Stored items
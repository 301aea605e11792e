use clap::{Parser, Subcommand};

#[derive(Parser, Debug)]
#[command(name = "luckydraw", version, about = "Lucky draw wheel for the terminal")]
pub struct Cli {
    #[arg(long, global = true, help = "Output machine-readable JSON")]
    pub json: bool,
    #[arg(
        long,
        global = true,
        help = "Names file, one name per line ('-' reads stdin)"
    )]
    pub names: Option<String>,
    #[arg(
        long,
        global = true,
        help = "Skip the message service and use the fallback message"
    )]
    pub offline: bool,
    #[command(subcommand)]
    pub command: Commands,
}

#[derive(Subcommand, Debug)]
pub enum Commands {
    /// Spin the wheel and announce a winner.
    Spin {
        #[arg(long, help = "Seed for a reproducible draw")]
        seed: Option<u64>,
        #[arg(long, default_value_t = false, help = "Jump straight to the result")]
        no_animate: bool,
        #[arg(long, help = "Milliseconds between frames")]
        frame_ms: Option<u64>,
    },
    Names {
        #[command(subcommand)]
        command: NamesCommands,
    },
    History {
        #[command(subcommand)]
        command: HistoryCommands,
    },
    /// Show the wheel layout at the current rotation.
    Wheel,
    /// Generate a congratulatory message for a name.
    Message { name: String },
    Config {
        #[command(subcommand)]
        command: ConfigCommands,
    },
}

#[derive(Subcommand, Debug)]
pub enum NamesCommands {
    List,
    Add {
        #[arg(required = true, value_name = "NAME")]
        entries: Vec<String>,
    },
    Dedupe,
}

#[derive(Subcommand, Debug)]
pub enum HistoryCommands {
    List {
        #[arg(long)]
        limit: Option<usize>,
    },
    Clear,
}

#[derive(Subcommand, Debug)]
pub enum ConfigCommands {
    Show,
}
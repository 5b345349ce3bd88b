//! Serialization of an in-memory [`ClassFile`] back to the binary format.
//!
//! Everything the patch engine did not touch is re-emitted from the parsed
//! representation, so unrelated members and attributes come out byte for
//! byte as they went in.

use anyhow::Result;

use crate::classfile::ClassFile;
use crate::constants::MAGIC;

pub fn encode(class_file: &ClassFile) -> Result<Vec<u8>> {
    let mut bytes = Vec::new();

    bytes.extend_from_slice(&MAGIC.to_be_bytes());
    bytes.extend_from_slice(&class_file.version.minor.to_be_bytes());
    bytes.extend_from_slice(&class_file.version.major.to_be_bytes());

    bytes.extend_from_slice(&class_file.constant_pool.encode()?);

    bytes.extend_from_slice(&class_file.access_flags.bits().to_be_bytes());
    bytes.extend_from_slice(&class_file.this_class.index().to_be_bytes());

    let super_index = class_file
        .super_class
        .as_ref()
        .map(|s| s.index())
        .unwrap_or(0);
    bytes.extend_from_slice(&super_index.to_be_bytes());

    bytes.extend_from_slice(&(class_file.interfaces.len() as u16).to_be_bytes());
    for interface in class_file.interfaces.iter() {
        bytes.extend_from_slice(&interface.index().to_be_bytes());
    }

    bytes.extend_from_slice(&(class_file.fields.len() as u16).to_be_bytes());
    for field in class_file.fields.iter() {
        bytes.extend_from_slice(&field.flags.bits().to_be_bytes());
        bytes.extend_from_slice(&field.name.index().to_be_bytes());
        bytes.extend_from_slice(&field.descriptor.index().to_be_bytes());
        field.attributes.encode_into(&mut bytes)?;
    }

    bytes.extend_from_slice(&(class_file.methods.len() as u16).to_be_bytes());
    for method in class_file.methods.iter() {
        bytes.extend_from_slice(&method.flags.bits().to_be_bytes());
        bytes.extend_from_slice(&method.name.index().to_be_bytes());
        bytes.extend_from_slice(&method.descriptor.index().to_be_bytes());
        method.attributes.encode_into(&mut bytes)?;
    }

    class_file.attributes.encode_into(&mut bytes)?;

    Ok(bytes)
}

---

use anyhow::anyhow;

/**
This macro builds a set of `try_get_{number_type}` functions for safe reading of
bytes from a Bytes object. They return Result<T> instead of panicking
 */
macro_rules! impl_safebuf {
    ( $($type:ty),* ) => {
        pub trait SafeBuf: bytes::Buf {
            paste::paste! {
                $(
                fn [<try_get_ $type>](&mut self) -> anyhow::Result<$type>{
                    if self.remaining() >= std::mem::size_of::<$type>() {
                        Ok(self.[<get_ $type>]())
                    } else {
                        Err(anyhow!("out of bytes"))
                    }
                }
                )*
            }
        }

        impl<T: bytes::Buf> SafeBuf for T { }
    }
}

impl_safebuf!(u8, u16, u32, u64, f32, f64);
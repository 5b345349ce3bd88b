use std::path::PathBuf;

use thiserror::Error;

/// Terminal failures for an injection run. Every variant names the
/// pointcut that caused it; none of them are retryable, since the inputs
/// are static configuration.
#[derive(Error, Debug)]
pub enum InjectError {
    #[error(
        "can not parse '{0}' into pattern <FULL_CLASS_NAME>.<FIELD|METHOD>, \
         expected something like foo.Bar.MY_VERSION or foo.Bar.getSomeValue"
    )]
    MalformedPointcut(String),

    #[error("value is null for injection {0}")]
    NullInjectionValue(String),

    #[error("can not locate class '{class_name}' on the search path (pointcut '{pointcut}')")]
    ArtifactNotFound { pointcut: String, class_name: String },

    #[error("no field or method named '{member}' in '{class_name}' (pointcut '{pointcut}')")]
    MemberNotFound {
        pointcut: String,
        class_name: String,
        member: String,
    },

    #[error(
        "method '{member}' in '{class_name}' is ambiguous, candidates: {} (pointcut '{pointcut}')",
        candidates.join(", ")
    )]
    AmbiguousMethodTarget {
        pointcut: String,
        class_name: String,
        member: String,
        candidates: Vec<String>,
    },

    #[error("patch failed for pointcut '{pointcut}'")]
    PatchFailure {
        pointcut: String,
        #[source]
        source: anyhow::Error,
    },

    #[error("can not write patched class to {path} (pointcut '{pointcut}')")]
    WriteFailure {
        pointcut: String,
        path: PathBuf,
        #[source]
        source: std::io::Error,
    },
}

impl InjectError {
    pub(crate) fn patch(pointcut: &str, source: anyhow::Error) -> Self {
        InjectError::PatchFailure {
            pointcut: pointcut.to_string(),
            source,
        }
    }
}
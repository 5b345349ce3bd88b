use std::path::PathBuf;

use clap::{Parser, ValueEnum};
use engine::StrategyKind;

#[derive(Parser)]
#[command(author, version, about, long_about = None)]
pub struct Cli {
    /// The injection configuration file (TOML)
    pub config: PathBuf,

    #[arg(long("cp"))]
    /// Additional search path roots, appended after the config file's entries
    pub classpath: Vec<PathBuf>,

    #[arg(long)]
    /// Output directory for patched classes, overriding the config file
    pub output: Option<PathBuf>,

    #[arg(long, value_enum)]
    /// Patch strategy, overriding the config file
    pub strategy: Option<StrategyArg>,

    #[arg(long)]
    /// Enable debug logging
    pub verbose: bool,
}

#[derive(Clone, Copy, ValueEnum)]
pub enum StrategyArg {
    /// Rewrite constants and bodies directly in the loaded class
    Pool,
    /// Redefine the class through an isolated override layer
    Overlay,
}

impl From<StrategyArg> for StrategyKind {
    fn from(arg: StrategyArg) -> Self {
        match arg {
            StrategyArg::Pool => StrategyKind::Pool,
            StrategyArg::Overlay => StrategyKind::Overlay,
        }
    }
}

■ Work item:
Write down exactly the span of lines above from the one containing "pub(crate) fn patch(pointcut: &str, source: anyhow::Error)" to the one containing "#[arg(long, value_enum)]", both ends included.

■ Finished task:
    pub(crate) fn patch(pointcut: &str, source: anyhow::Error) -> Self {
        InjectError::PatchFailure {
            pointcut: pointcut.to_string(),
            source,
        }
    }
}
repository 5b345349ce3bd88b
use std::path::PathBuf;

use clap::{Parser, ValueEnum};
use engine::StrategyKind;

#[derive(Parser)]
#[command(author, version, about, long_about = None)]
pub struct Cli {
    /// The injection configuration file (TOML)
    pub config: PathBuf,

    #[arg(long("cp"))]
    /// Additional search path roots, appended after the config file's entries
    pub classpath: Vec<PathBuf>,

    #[arg(long)]
    /// Output directory for patched classes, overriding the config file
    pub output: Option<PathBuf>,

    #[arg(long, value_enum)]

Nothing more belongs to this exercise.